We still have to choose the open-source license (after consultation with the JHU legal department).
- As there is no license yet, your use of the code is subject to the default rules, namely United States copyright law. If you want to do anything funky with the code, email the authors at dyna at cs dot jhu dot edu for permission.
The license (probably GPL) should only apply to our compiler. There should be no restriction on the use of code that is produced by the compiler, including boilerplate code such as header files.
The Dyna package also includes open-source code written by others. This code should
go in subdirectories of
src/, and each such subdirectory should contain a
LICENSE file. We should also have a LICENSES directory collecting symlinks (?) to those licenses in one place.
Code we're distributing:
- dynac (our compiler)
- some modified STL classes (priority queue, etc.)
- astyle (inessential: nicely reformats the C++ code produced by dynac)
- zyacc (since dynac generates a small parser for reading the string representation of the user's term objects)
- TAO/Petsc (fast numerical optimization code used by some DynaMITE methods)
- graphviz (for layout in visual debugger; not distributed yet)
- prefuse (for basic interactive graph features in visual debugger; not distributed yet)

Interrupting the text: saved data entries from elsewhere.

//! ドメイン型（Newtype、enum）
//!
//! String / i32 を直接運ばず、意味のある型に包んで境界を明確にする。

pub mod command;
pub mod status;

pub use command::ShellCommand;
pub use status::{ExecutionResult, TerminationStatus};
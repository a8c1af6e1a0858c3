//! 標準入出力まわりの呼び出し側ヘルパー
//!
//! - [`Redirects`]: 未指定の端点を呼び出し元自身の 0/1/2 に解決して [`execute`](crate::execute) に渡す
//! - [`reopen_null`]: 呼び出し元プロセス自身の 0/1/2 を /dev/null に付け替える（デーモン化用）

use std::os::unix::io::{AsRawFd, RawFd};

use crate::domain::{ExecutionResult, ShellCommand};
use crate::error::{Error, Result};
use crate::exec::{Executor, StdioFds};

/// 子の標準入出力の指定
///
/// 指定しなかった端点は呼び出し元の 0/1/2 をそのまま共有する（複製はしない）。
#[derive(Debug, Clone, Copy, Default, PartialEq, Eq)]
pub struct Redirects {
    stdin: Option<RawFd>,
    stdout: Option<RawFd>,
    stderr: Option<RawFd>,
}

impl Redirects {
    pub fn new() -> Self {
        Self::default()
    }

    pub fn stdin(self, io: &impl AsRawFd) -> Self {
        self.stdin_fd(io.as_raw_fd())
    }

    pub fn stdout(self, io: &impl AsRawFd) -> Self {
        self.stdout_fd(io.as_raw_fd())
    }

    pub fn stderr(self, io: &impl AsRawFd) -> Self {
        self.stderr_fd(io.as_raw_fd())
    }

    pub fn stdin_fd(mut self, fd: RawFd) -> Self {
        self.stdin = Some(fd);
        self
    }

    pub fn stdout_fd(mut self, fd: RawFd) -> Self {
        self.stdout = Some(fd);
        self
    }

    pub fn stderr_fd(mut self, fd: RawFd) -> Self {
        self.stderr = Some(fd);
        self
    }

    /// 未指定を 0/1/2 で埋めた fd の組
    pub fn resolve(&self) -> StdioFds {
        StdioFds::new(
            self.stdin.unwrap_or(libc::STDIN_FILENO),
            self.stdout.unwrap_or(libc::STDOUT_FILENO),
            self.stderr.unwrap_or(libc::STDERR_FILENO),
        )
    }
}

/// Redirects を解決して既定の Executor で実行する
pub fn system(command: &str, redirects: &Redirects) -> Result<ExecutionResult> {
    Executor::new().execute(&ShellCommand::from(command), redirects.resolve())
}

/// 呼び出し元自身の stdin を /dev/null（読み込み）、stdout / stderr を /dev/null（書き込み）に付け替える
///
/// open と dup2 しか使わず確保もしないので、fork 直後の子でも呼べる。
pub fn reopen_null() -> Result<()> {
    reopen_slot(libc::STDIN_FILENO, libc::O_RDONLY)?;
    reopen_slot(libc::STDOUT_FILENO, libc::O_WRONLY)?;
    reopen_slot(libc::STDERR_FILENO, libc::O_WRONLY)?;
    Ok(())
}

fn reopen_slot(slot: RawFd, mode: libc::c_int) -> Result<()> {
    let fd = unsafe { libc::open(c"/dev/null".as_ptr(), mode | libc::O_CLOEXEC) };
    if fd < 0 {
        return Err(Error::last_os_error("open"));
    }
    if fd == slot {
        // スロットが空いていて同じ番号が返った。exec 後も残るよう CLOEXEC を外す
        let ret = unsafe { libc::fcntl(fd, libc::F_SETFD, 0) };
        if ret < 0 {
            return Err(Error::last_os_error("fcntl"));
        }
        return Ok(());
    }
    let ret = unsafe { libc::dup2(fd, slot) };
    let result = if ret < 0 {
        Err(Error::last_os_error("dup2"))
    } else {
        Ok(())
    };
    unsafe { libc::close(fd) };
    result
}
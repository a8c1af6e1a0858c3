//! アダプター（Outbound ポートの標準実装）
//!
//! usecase はポートの trait 経由でのみプロセス・ホスト名・ログに触れる。
//! 実装はここの標準実装かテスト用のモックを注入する。

pub mod file_json_log;
#[cfg(unix)]
pub mod unix;

pub use file_json_log::{FileJsonLog, NoopLog};
#[cfg(unix)]
pub use unix::{UnixExecutor, UnixHostname};
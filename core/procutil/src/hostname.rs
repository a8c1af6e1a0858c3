//! ホスト名の変更
//!
//! sethostname(2) をそのまま呼ぶ。長さや DNS 的な妥当性は検査しない。
//! 失敗（多くは権限不足）は必ずエラーとして返す。

use std::io;

use crate::error::{Error, Result};

/// ホスト名を変更する
///
/// EPERM / EACCES は [`Error::PermissionDenied`]、それ以外の失敗は [`Error::Os`]。
pub fn set_hostname(name: &str) -> Result<()> {
    let bytes = name.as_bytes();
    let ret = unsafe { libc::sethostname(bytes.as_ptr() as *const libc::c_char, bytes.len() as _) };
    if ret < 0 {
        return Err(classify(io::Error::last_os_error()));
    }
    Ok(())
}

/// 現在のホスト名を返す
pub fn hostname() -> Result<String> {
    // HOST_NAME_MAX は Linux で 64。余裕を持たせて 256 バイト確保する
    let mut buf = [0u8; 256];
    let ret = unsafe { libc::gethostname(buf.as_mut_ptr() as *mut libc::c_char, buf.len()) };
    if ret < 0 {
        return Err(Error::last_os_error("gethostname"));
    }
    let len = buf.iter().position(|&b| b == 0).unwrap_or(buf.len());
    Ok(String::from_utf8_lossy(&buf[..len]).into_owned())
}

fn classify(err: io::Error) -> Error {
    match err.raw_os_error() {
        Some(libc::EPERM) | Some(libc::EACCES) => Error::PermissionDenied {
            call: "sethostname",
            source: err,
        },
        _ => Error::os("sethostname", err),
    }
}
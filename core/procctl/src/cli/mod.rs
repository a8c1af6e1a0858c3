//! CLI 境界（引数解析と Config → Command の変換）

mod args;

pub use args::{config_to_command, parse_args, print_completion, Config, ParseOutcome};
#[cfg(test)]
pub use args::RunOptions;
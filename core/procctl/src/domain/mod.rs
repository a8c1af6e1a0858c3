//! ドメイン型（enum、入力の組）

pub mod command;
pub use command::{Command, Endpoint, RunRequest};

Probably don't need to include the following code:
- flex (maybe we need to redistribute this with the Windows version?)
- gcc (for compiling the C++ code generated by dynac)
- JVM/SWING (for the visual debugger)
We may need to produce a binary-only Windows release for use in GPL-phobic corporate environments. We might also set up a way to run the compiler over the net without installing it at all -- people would email us their Dyna code, or submit it via a web page, and we'd send the results back.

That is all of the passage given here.